Monday, May 4, 2020


Over the last few days, various people kept messaging me - have you seen the Michael Moore Documentary 'Planet of the Humans'? It is shocking, depressing, a must-see, etc., etc., etc.

Reading about the documentary, I had got an impression that it is an American documentary about American energy scene. When it was released on the Earth Day, a lot of criticism started appearing from scientists and environmental activists in the USA. It was also quite weird to see that climate denier and white supremacist website and twitter feeds were going all gung ho about Michael Moore! Having read his book 'Stupid White Men', that was the most shocking thing for me! But it was equally surprising to see the documentary being paid a lot of positive attention by Indian environmentalists! I had not expected it to make much of a ripple here at all!

Anyway, the long and short of it is that curiosity finally drove me to watch the documentary, and I would like to share some thoughts on it. 

My recommendation: You would be better off watching the classic 1968 movie 'Planet of The Apes' than this documentary! 

Closing Scene of the Movie 'Planet of The Apes' (1968)

There was not a single thing in the entire documentary that I had not heard before, from various people in various forums. So the whole approach of the narrator - that he is revealing some deep, dark and dirty secrets was laughable.

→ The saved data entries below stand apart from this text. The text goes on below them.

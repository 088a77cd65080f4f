//! Property-based tests for the filter and aggregate invariants.
//!
//! ```bash
//! cargo test --test property_tests
//! PROPTEST_CASES=10000 cargo test --test property_tests
//! ```

use std::collections::BTreeSet;

use proptest::prelude::*;

use tender_dash::data::aggregate::{column_sum, group_sum, share_of_total, Exclusion};
use tender_dash::data::filter::{ColumnFilter, FilterSpec};
use tender_dash::data::model::{Column, Table};

// =============================================================================
// Test Strategies
// =============================================================================

/// Rows of (category index, optional amount).
fn rows() -> impl Strategy<Value = Vec<(u8, Option<f64>)>> {
    prop::collection::vec((0u8..5, prop::option::of(-1000.0f64..1000.0)), 0..60)
}

fn table(rows: &[(u8, Option<f64>)]) -> Table {
    let cats: Vec<Option<String>> = rows
        .iter()
        .map(|(c, _)| Some(if *c == 4 { "Lumpsum".to_string() } else { format!("c{c}") }))
        .collect();
    let amounts: Vec<Option<f64>> = rows.iter().map(|(_, a)| *a).collect();
    Table::new(vec![Column::text("Items", cats), Column::numeric("Amt", amounts)]).unwrap()
}

fn exclude(names: &[&str]) -> BTreeSet<String> {
    names.iter().map(|s| s.to_string()).collect()
}

// =============================================================================
// Filter properties
// =============================================================================

proptest! {
    #[test]
    fn full_or_empty_selection_keeps_every_row(rows in rows(), empty in any::<bool>()) {
        let t = table(&rows);
        let mut spec = FilterSpec::build(&t, &exclude(&["Amt"]), 100);
        if empty {
            spec.select("Items", Vec::<String>::new());
        }
        prop_assert_eq!(spec.apply(&t).row_count(), t.row_count());
    }

    #[test]
    fn full_range_drops_exactly_missing(rows in rows()) {
        let t = table(&rows);
        let spec = FilterSpec::build(&t, &exclude(&["Items"]), 100);
        let filtered = spec.apply(&t);

        let present: Vec<usize> = (0..t.row_count())
            .filter(|&r| t.column("Amt").unwrap().number(r).is_some())
            .collect();
        if present.is_empty() {
            // an all-missing column offers no range, so nothing is dropped
            prop_assert!(spec.get("Amt").is_none());
            prop_assert_eq!(filtered.row_count(), t.row_count());
        } else {
            prop_assert_eq!(filtered.row_count(), present.len());
            for (i, &r) in present.iter().enumerate() {
                prop_assert_eq!(
                    filtered.column("Items").unwrap().text_at(i),
                    t.column("Items").unwrap().text_at(r)
                );
            }
        }
    }

    #[test]
    fn filters_commute(rows in rows(), pick in prop::collection::btree_set(0u8..5, 0..5), cut in -1000.0f64..1000.0) {
        let t = table(&rows);
        let mut spec = FilterSpec::build(&t, &exclude(&[]), 100);
        let chosen: Vec<String> = match spec.get("Items") {
            Some(ColumnFilter::Categorical { options, .. }) => options
                .iter()
                .filter(|o| pick.iter().any(|p| **o == format!("c{p}")))
                .cloned()
                .collect(),
            _ => Vec::new(),
        };
        spec.select("Items", chosen);
        if let Some(ColumnFilter::Range { max, .. }) = spec.get("Amt").cloned() {
            spec.set_range("Amt", cut.min(max), max);
        }

        let by_items = spec.clone().restricted_to(&["Items"]);
        let by_amount = spec.clone().restricted_to(&["Amt"]);
        let together = spec.apply(&t);
        prop_assert_eq!(&by_amount.apply(&by_items.apply(&t)), &together);
        prop_assert_eq!(&by_items.apply(&by_amount.apply(&t)), &together);
    }
}

// =============================================================================
// Aggregate properties
// =============================================================================

proptest! {
    #[test]
    fn group_totals_add_up(rows in rows()) {
        let t = table(&rows);
        let grouped = group_sum(&t, "Items", &["Amt"]).unwrap();
        prop_assert!((grouped.total(0) - column_sum(&t, "Amt")).abs() < 1e-6);

        let keys: BTreeSet<String> = grouped.rows.iter().map(|r| r.key.to_string()).collect();
        prop_assert_eq!(keys.len(), grouped.rows.len());
    }

    #[test]
    fn share_is_zero_or_exact_ratio(rows in rows(), keep in 0usize..60) {
        let t = table(&rows);
        let kept: Vec<usize> = (0..t.row_count().min(keep)).collect();
        let filtered = t.take_rows(&kept);
        let lumpsum = Exclusion::new("Items", "Lumpsum");

        let share = share_of_total(&t, &filtered, "Amt", Some(&lumpsum));
        if share.full_total <= 0.0 {
            prop_assert_eq!(share.percentage, 0.0);
        } else {
            let expected = share.filtered_total / share.full_total * 100.0;
            prop_assert!((share.percentage - expected).abs() < 1e-9);
        }
    }
}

In the first part of the documentary, the narrator is talking about his own attempts to live off grid, off capitalist market systems, etc., and how hard he tried to embrace renewable energy (may be a decade or more ago? I am not sure that the time line is mentioned, or I may have missed it). He gives a number of examples and quotes a number of people to drive home that:

(a) putting up solar and wind electricity generation systems is costly and material intensive, 

(b) a solar system consumes more energy in its creation than what it will generate over its lifetime, and 

(c) there are inherent limitations to renewables that make it impractical to think of a 100% renewable powered electric grid.

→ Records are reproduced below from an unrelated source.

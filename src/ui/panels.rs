use anyhow::{Context, Result};
use eframe::egui::{self, Color32, RichText, ScrollArea, Slider, Ui};

use tender_dash::data::filter::ColumnFilter;
use tender_dash::data::loader::Source;
use tender_dash::data::pipeline::{DatasetProfile, Report};
use tender_dash::data::resolve::Role;

use crate::state::{AppState, Page, PageState};
use crate::ui::{grid, tiles};

// ---------------------------------------------------------------------------
// Left side panel – data source and filter widgets
// ---------------------------------------------------------------------------

/// Render the left sidebar for the current page.
pub fn side_panel(ui: &mut Ui, state: &mut AppState) {
    let Some((page, config)) = state.current_page() else {
        ui.heading("Data Analysis");
        ui.label("Choose a page to see its data.");
        return;
    };

    ui.heading("Data source");
    ui.separator();

    let mut use_upload = page.use_upload;
    if ui.checkbox(&mut use_upload, "Upload a file").changed() {
        page.set_use_upload(use_upload, config);
    }
    if page.use_upload {
        if ui.button("Choose CSV or Excel…").clicked() {
            match pick_upload() {
                Ok(Some(source)) => page.set_upload(source, config),
                Ok(None) => {}
                Err(e) => {
                    log::error!("Failed to read upload: {e:#}");
                    page.error = Some(format!("Error: {e:#}"));
                }
            }
        }
        if let Some(src) = &page.upload {
            ui.small(src.name());
        }
    }
    ui.add_space(8.0);

    ScrollArea::vertical()
        .auto_shrink([false, false])
        .show(ui, |ui: &mut Ui| filter_widgets(ui, page));
}

/// Per-column filter widgets; recomputes the report on any change.
fn filter_widgets(ui: &mut Ui, page: &mut PageState) {
    let Some(sel) = &mut page.selections else {
        return;
    };

    if !sel.filters.is_empty() {
        ui.heading("Filters");
        ui.separator();
    }

    let mut changed = false;
    let mut bulk: Option<(String, bool)> = None;

    for (name, filter) in sel.filters.iter_mut() {
        match filter {
            ColumnFilter::Categorical { options, selected } => {
                // Show count of selected / total in the header
                let header_text = format!("{name}  ({}/{})", selected.len(), options.len());
                egui::CollapsingHeader::new(RichText::new(header_text).strong())
                    .id_salt(name)
                    .default_open(false)
                    .show(ui, |ui: &mut Ui| {
                        ui.horizontal(|ui: &mut Ui| {
                            if ui.small_button("All").clicked() {
                                bulk = Some((name.to_string(), true));
                            }
                            if ui.small_button("None").clicked() {
                                bulk = Some((name.to_string(), false));
                            }
                        });
                        for opt in options.iter() {
                            let mut checked = selected.contains(opt);
                            if ui.checkbox(&mut checked, opt.as_str()).changed() {
                                if checked {
                                    selected.insert(opt.clone());
                                } else {
                                    selected.remove(opt);
                                }
                                changed = true;
                            }
                        }
                    });
            }
            ColumnFilter::TooManyValues { .. } => {
                ui.small(format!("{name}: too many values to filter"));
            }
            ColumnFilter::Range {
                min,
                max,
                low,
                high,
            } => {
                ui.strong(name);
                let bounds = *min..=*max;
                changed |= ui.add(Slider::new(low, bounds.clone()).text("from")).changed();
                changed |= ui.add(Slider::new(high, bounds).text("to")).changed();
                if *low > *high {
                    std::mem::swap(low, high);
                }
            }
        }
    }

    if let Some(ds) = &page.dataset {
        if page.profile == DatasetProfile::Estimate && ds.roles.get(Role::Item).is_some() {
            let label = format!("Include {} in total", ds.excluded_label());
            changed |= ui
                .checkbox(&mut sel.include_excluded_label, label)
                .changed();
        }
    }

    match bulk {
        Some((col, true)) => page.select_all(&col),
        Some((col, false)) => page.select_none(&col),
        None if changed => page.refresh(),
        None => {}
    }
}

// ---------------------------------------------------------------------------
// Top bar
// ---------------------------------------------------------------------------

/// Render the top menu / page switcher.
pub fn top_bar(ui: &mut Ui, state: &mut AppState) {
    let mut goto = None;
    egui::menu::bar(ui, |ui: &mut Ui| {
        ui.menu_button("File", |ui: &mut Ui| {
            if ui.button("Open…").clicked() {
                open_file_dialog(state);
                ui.close_menu();
            }
            if ui.button("Reload").clicked() {
                if let Some((page, config)) = state.current_page() {
                    page.reload(config);
                }
                ui.close_menu();
            }
        });

        ui.separator();

        for (page, label) in [
            (Page::Home, "Home"),
            (Page::Data(DatasetProfile::Tender), DatasetProfile::Tender.page_title()),
            (Page::Data(DatasetProfile::Estimate), DatasetProfile::Estimate.page_title()),
        ] {
            if ui.selectable_label(state.page == page, label).clicked() {
                goto = Some(page);
            }
        }

        ui.separator();

        if let Some((page, _)) = state.current_page() {
            if let (Some(ds), Some(report)) = (&page.dataset, &page.report) {
                ui.label(format!(
                    "{} rows loaded, {} visible",
                    ds.table.row_count(),
                    report.filtered.row_count()
                ));
            }
        }

        if let Some(msg) = &state.status_message {
            ui.label(RichText::new(msg).color(Color32::RED));
        }
    });

    if let Some(page) = goto {
        state.open(page);
    }
}

// ---------------------------------------------------------------------------
// Central panel – page body
// ---------------------------------------------------------------------------

/// Render the current page: landing links or tiles and grids.
pub fn central_panel(ui: &mut Ui, state: &mut AppState) {
    if state.page == Page::Home {
        let mut goto = None;
        ui.heading("Data Analysis");
        ui.label("Choose a data file to view and analyse.");
        ui.add_space(8.0);
        for profile in [DatasetProfile::Tender, DatasetProfile::Estimate] {
            if ui.link(format!("📄 {}", profile.page_title())).clicked() {
                goto = Some(Page::Data(profile));
            }
        }
        if let Some(page) = goto {
            state.open(page);
        }
        return;
    }

    let tiles_per_row = state.config.tiles_per_row;
    let Some((page, _)) = state.current_page() else {
        return;
    };

    ScrollArea::vertical()
        .auto_shrink([false, false])
        .show(ui, |ui: &mut Ui| data_page(ui, page, tiles_per_row));
}

fn data_page(ui: &mut Ui, page: &mut PageState, tiles_per_row: usize) {
    let title = page
        .dataset
        .as_ref()
        .map(|ds| ds.title.clone())
        .unwrap_or_else(|| page.profile.page_title().to_string());
    ui.label(RichText::new(title).size(30.0).strong());
    ui.add_space(12.0);

    if let Some(err) = &page.error {
        ui.label(RichText::new(err).color(Color32::RED));
        return;
    }
    if let Some(info) = &page.info {
        ui.label(info.as_str());
        return;
    }

    let PageState {
        profile,
        dataset,
        report,
        summary_sort,
        data_sort,
        ..
    } = page;
    let (Some(ds), Some(report)) = (dataset.as_ref(), report.as_ref()) else {
        return;
    };

    match profile {
        DatasetProfile::Tender => {
            if !report.overall.is_empty() {
                ui.heading("Overall totals");
                tiles::tile_row(ui, &report.overall);
            }
            if !report.per_group.is_empty() {
                let roles = (
                    ds.roles.get(Role::Amount),
                    ds.roles.get(Role::Quantity),
                    ds.roles.get(Role::GroupKey),
                );
                if let (Some(amount), Some(quantity), Some(key)) = roles {
                    ui.heading(format!("Total {amount} and {quantity} by {key}"));
                }
                tiles::grouped_tiles(ui, &report.per_group, tiles_per_row);
            }
            if let Some(summary) = &report.summary {
                ui.heading("Sum of AS and CV by contractor");
                grid::grouped_grid(ui, "contractor_summary", summary, summary_sort);
                ui.add_space(12.0);
            }
        }
        DatasetProfile::Estimate => estimate_tiles(ui, report),
    }

    ui.heading("Filtered data");
    grid::table_grid(ui, "filtered_data", &report.filtered, data_sort);
}

fn estimate_tiles(ui: &mut Ui, report: &Report) {
    if report.overall.is_empty() {
        return;
    }
    ui.heading("Filtered totals");
    tiles::tile_row(ui, &report.overall);
}

// ---------------------------------------------------------------------------
// File dialog
// ---------------------------------------------------------------------------

/// Ask for a file and read it into memory as an upload.
pub fn pick_upload() -> Result<Option<Source>> {
    let file = rfd::FileDialog::new()
        .set_title("Open tabular data")
        .add_filter("Supported files", &["csv", "xlsx", "xls", "parquet", "pq", "json"])
        .add_filter("CSV", &["csv"])
        .add_filter("Excel", &["xlsx", "xls"])
        .add_filter("Parquet", &["parquet", "pq"])
        .add_filter("JSON", &["json"])
        .pick_file();

    let Some(path) = file else {
        return Ok(None);
    };
    let bytes = std::fs::read(&path).with_context(|| format!("reading {}", path.display()))?;
    let name = path
        .file_name()
        .map(|n| n.to_string_lossy().into_owned())
        .unwrap_or_else(|| path.display().to_string());
    Ok(Some(Source::Upload { name, bytes }))
}

/// File → Open: upload into the current page, or the tender page from Home.
pub fn open_file_dialog(state: &mut AppState) {
    if state.page == Page::Home {
        state.open(Page::Data(DatasetProfile::Tender));
    }
    match pick_upload() {
        Ok(Some(source)) => {
            state.status_message = None;
            if let Some((page, config)) = state.current_page() {
                page.set_upload(source, config);
            }
        }
        Ok(None) => {}
        Err(e) => {
            log::error!("Failed to open file: {e:#}");
            state.status_message = Some(format!("Error: {e:#}"));
        }
    }
}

I have been asked about all three things in many of my public talks and here is what I have always answered:

(a) Creating any energy infrastructure is costly and material intensive - coal fired power plants or nuclear power plants do not appear out of thin air! The only way to address this aspect is to reduce our electricity demand, so that less electricity generation infrastructure will serve more people. This can be done in a two-fold manner - one, by actually reducing our energy needs, and two, by improving demand side efficiency. This is and will continue to be work in progress, especially as we transition away from fossil energy. 

(b) Solar systems using more energy to built than they can generate was true till 2010, but not anymore. In fact it is ironical that this documentary has been released in 2020 - the year when it is estimated that the solar industry as a whole will have 'paid back' all the energy that it consumed from its inception, and will from henceforth be net energy positive. Those interested in data can see this publication. Currently it is estimated that a solar photovoltaic cell will pay back its energy cost in about 4 years, and then produce clean and pollution free electricity for about 25 or more years.

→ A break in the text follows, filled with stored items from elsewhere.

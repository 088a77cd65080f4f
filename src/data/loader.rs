use std::collections::BTreeSet;
use std::io::Cursor;
use std::path::{Path, PathBuf};
use std::sync::Arc;

use arrow::array::{Array, ArrayRef, AsArray, StringArray};
use arrow::compute::cast;
use arrow::datatypes::{DataType, Float64Type};
use arrow::error::ArrowError;
use arrow::util::display::{ArrayFormatter, FormatOptions};
use calamine::{Data, Reader};
use parquet::arrow::arrow_reader::ParquetRecordBatchReaderBuilder;
use serde_json::Value as JsonValue;

use super::error::{LoadError, Result};
use super::model::{CellValue, Column, Table};
use super::normalize::parse_number;

/// Cell text read as missing, the same set a dataframe reader treats as NaN.
const MISSING_TOKENS: &[&str] = &[
    "", "NA", "N/A", "n/a", "NaN", "nan", "-NaN", "-nan", "null", "NULL", "None", "#N/A", "<NA>",
];

// ---------------------------------------------------------------------------
// Sources and layout
// ---------------------------------------------------------------------------

/// Where a table comes from: a file on disk or bytes the user uploaded.
#[derive(Debug, Clone)]
pub enum Source {
    Path(PathBuf),
    Upload { name: String, bytes: Vec<u8> },
}

impl Source {
    /// Name used for format detection and messages.
    pub fn name(&self) -> String {
        match self {
            Source::Path(p) => p.display().to_string(),
            Source::Upload { name, .. } => name.clone(),
        }
    }

    fn read_bytes(&self) -> Result<Vec<u8>> {
        match self {
            Source::Path(p) => std::fs::read(p).map_err(|source| LoadError::Io {
                path: p.clone(),
                source,
            }),
            Source::Upload { bytes, .. } => Ok(bytes.clone()),
        }
    }
}
//! Dashboard configuration.
//!
//! Every field has a default, so a config file only needs the keys it
//! overrides:
//!
//! ```json
//! { "data_dir": "data", "tender": { "filter_exclude": ["Sl.No", "GST"] } }
//! ```

use std::collections::BTreeSet;
use std::path::{Path, PathBuf};

use serde::Deserialize;
use thiserror::Error;

/// Environment variable naming an explicit config file.
pub const CONFIG_ENV: &str = "TENDER_DASH_CONFIG";

/// Config file picked up from the working directory when present.
pub const DEFAULT_CONFIG_FILE: &str = "dashboard.json";

#[derive(Debug, Error)]
pub enum ConfigError {
    #[error("IO error for '{path}': {source}")]
    Io {
        path: PathBuf,
        #[source]
        source: std::io::Error,
    },

    #[error("Invalid config '{path}': {source}")]
    Json {
        path: PathBuf,
        #[source]
        source: serde_json::Error,
    },
}

#[derive(Debug, Clone, PartialEq, Deserialize)]
#[serde(default)]
pub struct DashboardConfig {
    /// Directory holding the default data files.
    pub data_dir: PathBuf,
    pub tender: TenderConfig,
    pub estimate: EstimateConfig,
    pub filters: FilterLimits,
    /// Per-group tiles laid out per row.
    pub tiles_per_row: usize,
}

/// Restoration tender sheet: header on the first row.
#[derive(Debug, Clone, PartialEq, Deserialize)]
#[serde(default)]
pub struct TenderConfig {
    pub file_name: String,
    /// Columns never offered as filters.
    pub filter_exclude: BTreeSet<String>,
    pub group_key: String,
    pub contractor: String,
    pub contractor_keyword: String,
}

/// Estimate sheet: a title row, then the header.
#[derive(Debug, Clone, PartialEq, Deserialize)]
#[serde(default)]
pub struct EstimateConfig {
    /// Tried in order; the first existing file is the default source.
    pub file_names: Vec<String>,
    pub default_title: String,
    pub amount: String,
    pub items: String,
    pub items_keyword: String,
    /// Item label left out of totals when the user asks for it.
    pub excluded_total_label: String,
}

#[derive(Debug, Clone, PartialEq, Deserialize)]
#[serde(default)]
pub struct FilterLimits {
    /// Text columns with more distinct values than this get no filter.
    pub max_categorical_values: usize,
    /// Share of rows that must parse before a text column turns numeric.
    pub numeric_coercion_threshold: f64,
}

impl Default for DashboardConfig {
    fn default() -> Self {
        Self {
            data_dir: PathBuf::from("."),
            tender: TenderConfig::default(),
            estimate: EstimateConfig::default(),
            filters: FilterLimits::default(),
            tiles_per_row: 6,
        }
    }
}

impl Default for TenderConfig {
    fn default() -> Self {
        Self {
            file_name: "restoration tender.csv".to_string(),
            filter_exclude: ["Sl.No", "EW", "BT", "BT Percentage", "GST", "Contingencies", "CV"]
                .into_iter()
                .map(String::from)
                .collect(),
            group_key: "TN No".to_string(),
            contractor: "Contractor".to_string(),
            contractor_keyword: "contractor".to_string(),
        }
    }
}

impl Default for EstimateConfig {
    fn default() -> Self {
        Self {
            file_names: vec![
                "KU_Estimate Details.csv".to_string(),
                "ku_estimate details.csv".to_string(),
            ],
            default_title: "KU Estimate Details".to_string(),
            amount: "Total Amt".to_string(),
            items: "Items".to_string(),
            items_keyword: "item".to_string(),
            excluded_total_label: "Lumpsum".to_string(),
        }
    }
}

impl Default for FilterLimits {
    fn default() -> Self {
        Self {
            max_categorical_values: 100,
            numeric_coercion_threshold: 0.5,
        }
    }
}

impl DashboardConfig {
    /// Load from `$TENDER_DASH_CONFIG`, else `./dashboard.json`, else defaults.
    pub fn load() -> Result<Self, ConfigError> {
        if let Ok(path) = std::env::var(CONFIG_ENV) {
            return Self::from_path(Path::new(&path));
        }
        let local = Path::new(DEFAULT_CONFIG_FILE);
        if local.exists() {
            return Self::from_path(local);
        }
        log::warn!("No {DEFAULT_CONFIG_FILE} found, using built-in defaults");
        Ok(Self::default())
    }

    pub fn from_path(path: &Path) -> Result<Self, ConfigError> {
        let text = std::fs::read_to_string(path).map_err(|source| ConfigError::Io {
            path: path.to_path_buf(),
            source,
        })?;
        let config = serde_json::from_str(&text).map_err(|source| ConfigError::Json {
            path: path.to_path_buf(),
            source,
        })?;
        log::info!("Loaded config from {}", path.display());
        Ok(config)
    }

    pub fn tender_path(&self) -> PathBuf {
        self.data_dir.join(&self.tender.file_name)
    }

    pub fn estimate_paths(&self) -> Vec<PathBuf> {
        self.estimate
            .file_names
            .iter()
            .map(|name| self.data_dir.join(name))
            .collect()
    }
}

#[cfg(test)]
mod tests {
    use super::*;
    use std::io::Write;

    #[test]
    fn partial_file_keeps_other_defaults() {
        let mut file = tempfile::NamedTempFile::new().unwrap();
        write!(file, r#"{{ "data_dir": "data", "filters": {{ "max_categorical_values": 20 }} }}"#)
            .unwrap();

        let config = DashboardConfig::from_path(file.path()).unwrap();
        assert_eq!(config.data_dir, PathBuf::from("data"));
        assert_eq!(config.filters.max_categorical_values, 20);
        assert_eq!(config.filters.numeric_coercion_threshold, 0.5);
        assert!(config.tender.filter_exclude.contains("BT Percentage"));
        assert_eq!(config.tender_path(), PathBuf::from("data/restoration tender.csv"));
    }

    #[test]
    fn malformed_file_is_an_error() {
        let mut file = tempfile::NamedTempFile::new().unwrap();
        write!(file, "{{ not json").unwrap();
        assert!(matches!(
            DashboardConfig::from_path(file.path()),
            Err(ConfigError::Json { .. })
        ));
    }
}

(c) Who is insisting that we must have 100% renewable electric grid or nothing?? Even if we have a hybrid grid with a combination of fossil, renewable and nuclear, that is a step in the right direction. Even in fossil fuel based electricity generation, going from a solid fuel like coal to a cleaner burning liquid or gaseous fossil fuel is a step forward. The documentary mentions at several places that in the name of moving away from coal, utilities are going for natural gas, which also is a fossil fuel. But it fails to acknowledge that natural gas is a far cleaner fossil fuel to produce and use than coal. Yes, 100% renewable electric grid is the ultimate goal, and step by step we are approaching it globally, but have not reached it as yet. In the meanwhile, the grid will continue to be a hybrid. I don't see why this is a problem! 

Another aspect which most of us working in the decentralised renewable energy sector have been shouting about for years - renewables give us the unique opportunity of creating decentralised systems customised to local needs. This in itself provides a far better energy service to the end user and is a more environment friendly approach (e.g., roof top solar systems do not have any land footprint) than building a MW or GW scale centralised coal, or natural gas, or nuclear, or solar or wind energy system.

The intermittent nature of renewables can be overcome by using hybrids of multiple decentralised renewable energy systems, and also by creating a mega network of a large number of small smart grids, so that surplus energy generated in one part of a country or a continent or the planet can be passed on to where it is required.

It is ridiculous to expect that nobody should step out and start using any technology unless it is perfected! It is only when people start using a new concept or a product, that its limitations and further potential gets highlighted, and money becomes available for further R&D because someone is already making money from whatever improvements the new concept or product is able to deliver.

And that brings me to another outdated idea pushed throughout the documentary - that it is wrong/unethical/amoral for businesses to make money from renewable energy systems and for environmental movement to take funding from big businesses. My question is why is this wrong?? Projecting businesses and profit making as anti-environment villains is in itself a fallacy, and has kept the green movement out of the mainstream for decades. Yes, do bash any business that is indulging in exploitation and illegal activities, and yes, also bash any activists who are spreading lies to protect their funders. These are unethical practices and can even be challenged in the courts of law. But to consider the entire business community as some evil alien force out to destroy humanity has not solved any problems before, and is not likely to work now or in the future. We have to acknowledge that businesses are human creations, and as human understanding of the world around us grows, so will the businesses evolve! The values and processes followed by today's businesses are far different from the values and processes followed by businesses in the 19th century. People learn and change, and change the way they run businesses. This is what 'progress' is all about!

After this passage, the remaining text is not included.